(Data begins)
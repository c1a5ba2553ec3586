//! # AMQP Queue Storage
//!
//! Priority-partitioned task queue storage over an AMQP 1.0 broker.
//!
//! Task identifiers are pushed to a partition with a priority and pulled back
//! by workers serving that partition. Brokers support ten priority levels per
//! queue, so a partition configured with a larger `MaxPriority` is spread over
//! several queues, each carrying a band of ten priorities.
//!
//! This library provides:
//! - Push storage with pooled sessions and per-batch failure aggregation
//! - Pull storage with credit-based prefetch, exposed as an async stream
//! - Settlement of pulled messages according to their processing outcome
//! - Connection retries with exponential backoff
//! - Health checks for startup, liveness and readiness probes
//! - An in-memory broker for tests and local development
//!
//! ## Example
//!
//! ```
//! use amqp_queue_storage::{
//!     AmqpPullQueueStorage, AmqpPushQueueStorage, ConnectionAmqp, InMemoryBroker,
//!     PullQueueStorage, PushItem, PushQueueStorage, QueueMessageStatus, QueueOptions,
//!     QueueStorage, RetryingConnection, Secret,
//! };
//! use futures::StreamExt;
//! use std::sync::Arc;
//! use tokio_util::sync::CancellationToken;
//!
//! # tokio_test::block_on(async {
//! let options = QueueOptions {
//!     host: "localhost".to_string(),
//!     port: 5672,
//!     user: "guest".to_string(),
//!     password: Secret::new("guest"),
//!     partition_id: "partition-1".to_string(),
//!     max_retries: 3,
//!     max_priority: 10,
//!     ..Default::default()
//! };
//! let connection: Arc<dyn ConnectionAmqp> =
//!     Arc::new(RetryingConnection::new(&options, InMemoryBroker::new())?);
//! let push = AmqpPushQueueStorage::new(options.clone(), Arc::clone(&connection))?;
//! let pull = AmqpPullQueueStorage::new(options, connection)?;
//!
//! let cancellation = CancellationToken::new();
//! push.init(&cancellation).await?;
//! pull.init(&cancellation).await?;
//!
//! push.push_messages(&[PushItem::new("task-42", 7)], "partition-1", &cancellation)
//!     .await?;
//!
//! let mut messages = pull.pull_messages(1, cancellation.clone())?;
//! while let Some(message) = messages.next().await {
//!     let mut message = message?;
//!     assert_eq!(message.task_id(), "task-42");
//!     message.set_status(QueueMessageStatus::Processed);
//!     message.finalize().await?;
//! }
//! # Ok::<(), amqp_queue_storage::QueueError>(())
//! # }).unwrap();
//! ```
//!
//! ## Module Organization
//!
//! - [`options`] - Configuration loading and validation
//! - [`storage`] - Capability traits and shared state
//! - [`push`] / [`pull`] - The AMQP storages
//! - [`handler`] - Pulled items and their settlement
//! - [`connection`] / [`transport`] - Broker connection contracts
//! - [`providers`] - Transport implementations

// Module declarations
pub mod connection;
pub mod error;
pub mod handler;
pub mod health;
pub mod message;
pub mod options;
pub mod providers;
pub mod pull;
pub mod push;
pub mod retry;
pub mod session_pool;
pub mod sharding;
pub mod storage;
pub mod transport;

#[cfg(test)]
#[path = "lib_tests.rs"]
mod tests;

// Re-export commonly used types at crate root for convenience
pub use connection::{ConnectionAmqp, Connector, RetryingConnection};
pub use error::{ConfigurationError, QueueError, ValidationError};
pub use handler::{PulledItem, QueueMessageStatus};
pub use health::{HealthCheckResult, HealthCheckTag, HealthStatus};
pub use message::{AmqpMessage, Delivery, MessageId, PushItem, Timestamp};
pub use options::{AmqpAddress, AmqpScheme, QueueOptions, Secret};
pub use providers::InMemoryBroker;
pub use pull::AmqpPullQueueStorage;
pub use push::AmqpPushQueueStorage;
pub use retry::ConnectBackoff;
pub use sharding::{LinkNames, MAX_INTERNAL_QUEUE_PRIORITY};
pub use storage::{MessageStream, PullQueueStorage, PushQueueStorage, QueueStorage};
(Data ends)
Using the listing above, show each line holding the string "AmqpPushQueueStorage".

//!     AmqpPullQueueStorage, AmqpPushQueueStorage, ConnectionAmqp, InMemoryBroker,
//! let push = AmqpPushQueueStorage::new(options.clone(), Arc::clone(&connection))?;
pub use push::AmqpPushQueueStorage;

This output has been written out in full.